Rumah dan Keluarga, Kehamilan
Jahe selama kehamilan - sarana yang dapat diandalkan muntah dan mual
Kata Sansekerta "jahe" berarti "akar bertanduk" dan terhubung dengan nama penampilannya. Awalnya jahe dari Asia Selatan, tapi sekarang sudah berkembang di banyak negara, seperti Indonesia, China, India, Afrika Barat, Australia, serta di Barbados dan Jamaika. Di Eropa, diperkenalkan pada Abad Pertengahan sebagai obat dan rempah-rempah. Pada hari-hari, ia dianggap salah satu cara pertama mencegah penyakit seperti wabah. Para pedagang meminta ginger root dari banyak uang dan yakin bahwa itu hanya tumbuh di troglodytes negeri yang jauh.
Jahe memiliki kisaran yang cukup besar aplikasi, dan sifat yang berguna. Dalam memasak, digunakan sebagai mengasyikkan rempah-rempah dan ditambahkan ke adonan, minuman buah, permen, kaldu dan sup, terutama rasa halus menempel unggas kaldu, sup kentang, dan nasi. Jahe adalah yang paling sederhana dan sangat efektif obat untuk sakit kepala dan nyeri untuk keseleo, memar, radiculitis. Hal ini digunakan dalam penyakit kuning, kelumpuhan, arthritis, penyakit parasit, keracunan makanan dan diare. Jahe juga digunakan selama kehamilan sebagai sarana mual dan muntah, yang mempengaruhi 80-85% wanita.

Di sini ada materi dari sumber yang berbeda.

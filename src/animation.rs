/// Tick-driven frame cycling for looping sprite animations.
///
/// The game runs at a fixed tick rate, so frame timing is counted in ticks
/// rather than wall-clock durations: a frame stays up for `ticks_per_frame`
/// ticks and the animation loops back to frame 0 after the last one.
#[derive(Debug, Clone)]
pub struct FrameCycler {
    frame_count: usize,
    ticks_per_frame: u32,
    counter: u32,
    current_frame: usize,
}

impl FrameCycler {
    pub fn new(frame_count: usize, ticks_per_frame: u32) -> Self {
        FrameCycler {
            frame_count: frame_count.max(1),
            ticks_per_frame: ticks_per_frame.max(1),
            counter: 0,
            current_frame: 0,
        }
    }

    pub fn tick(&mut self) {
        self.counter += 1;
        if self.counter >= self.ticks_per_frame {
            self.counter = 0;
            self.current_frame = (self.current_frame + 1) % self.frame_count;
        }
    }

    pub fn reset(&mut self) {
        self.counter = 0;
        self.current_frame = 0;
    }

    pub fn current_frame(&self) -> usize {
        self.current_frame
    }
}

#[cfg(test)]
mod tests {
    use super::*;

    #[test]
    fn test_frame_advances_every_n_ticks() {
        let mut cycler = FrameCycler::new(3, 6);

        for _ in 0..5 {
            cycler.tick();
        }
        assert_eq!(cycler.current_frame(), 0);

        cycler.tick();
        assert_eq!(cycler.current_frame(), 1);
    }

    #[test]
    fn test_loops_back_to_first_frame() {
        let mut cycler = FrameCycler::new(3, 6);

        for _ in 0..18 {
            cycler.tick();
        }
        assert_eq!(cycler.current_frame(), 0);

        for _ in 0..12 {
            cycler.tick();
        }
        assert_eq!(cycler.current_frame(), 2);
    }

    #[test]
    fn test_reset() {
        let mut cycler = FrameCycler::new(3, 2);
        cycler.tick();
        cycler.tick();
        cycler.tick();
        cycler.reset();
        assert_eq!(cycler.current_frame(), 0);
    }
}
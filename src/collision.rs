/// Collision detection for the bird, pipes and screen edges
///
/// Everything in the game is an axis-aligned rectangle, so the whole system is
/// a trait that exposes bounds plus a couple of pure AABB helpers.
///
/// # Architecture
///
/// - `Collidable` trait: implemented by Bird, Pipe and Particle
/// - AABB functions: stateless rectangle tests used by the game loop
use sdl2::rect::Rect;

/// Trait for entities that occupy space on screen.
///
/// The returned `Rect` must match what is drawn, since the same bounds are
/// used both for collision and for pass detection.
pub trait Collidable {
    fn get_bounds(&self) -> Rect;
}

/// Checks if two axis-aligned bounding boxes intersect.
///
/// Touching edges do not count as an intersection.
pub fn aabb_intersect(a: &Rect, b: &Rect) -> bool {
    let x_overlap = a.x() < b.x() + b.width() as i32 && a.x() + a.width() as i32 > b.x();
    let y_overlap = a.y() < b.y() + b.height() as i32 && a.y() + a.height() as i32 > b.y();

    x_overlap && y_overlap
}

/// Returns the indices of every entity in `entities` that overlaps `entity`.
pub fn check_collisions_with_collection<T: Collidable>(
    entity: &impl Collidable,
    entities: &[T],
) -> Vec<usize> {
    let entity_bounds = entity.get_bounds();
    let mut collisions = Vec::new();

    for (index, other) in entities.iter().enumerate() {
        if aabb_intersect(&entity_bounds, &other.get_bounds()) {
            collisions.push(index);
        }
    }

    collisions
}

/// Which screen edge, if any, a rectangle has crossed.
#[derive(Debug, Clone, Copy, PartialEq, Eq)]
pub enum EdgeBreach {
    Ceiling,
    Ground,
}

/// Ceiling is breached once the top edge goes above y = 0, the ground once
/// the bottom edge reaches `ground_y`.
pub fn check_edge_breach(bounds: &Rect, ground_y: i32) -> Option<EdgeBreach> {
    if bounds.top() < 0 {
        Some(EdgeBreach::Ceiling)
    } else if bounds.bottom() >= ground_y {
        Some(EdgeBreach::Ground)
    } else {
        None
    }
}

Struktur akar ini termasuk penting dan diperlukan untuk mikro tubuh dan unsur makro seperti seng, kalsium, zat besi, magnesium, fosfor dan natrium, sehingga selain menyingkirkan mual dan muntah selama kehamilan Jahe membawa manfaat khusus.
Dengan sifat antispasmodic dan anti-inflamasi, serta kemampuan untuk menormalkan fungsi organisme, jahe selama kehamilan memungkinkan Anda untuk menyimpan keadaan normal kesehatan, semangat dan optimisme sepanjang hari. Ginger root selama kehamilan digunakan untuk membuat teh, yang akan membantu seorang wanita hamil untuk menghilangkan ketegangan, akan meminimalkan pusing dan gangguan vestibular lainnya, menghilangkan keringat berlebihan dan muka memerah. teh tersebut dapat dipermanis dengan jus madu lemon, yang menggunakan jahe lebih minuman menyenangkan.
Di samping semua keuntungan ini, jahe selama kehamilan membantu mengurangi rasa sakit pada otot dan sendi yang menyertai ibu hamil dalam beberapa bulan terakhir. Dia perkelahian dan kaki bengkak, menormalkan sirkulasi darah dan mengurangi risiko pembekuan darah. Karena properti untuk menyesuaikan perut dan usus, jahe selama kehamilan akan menjadi penolong yang baik, karena proses ini adalah perempuan di negara bagian sering dikaitkan dengan beberapa masalah.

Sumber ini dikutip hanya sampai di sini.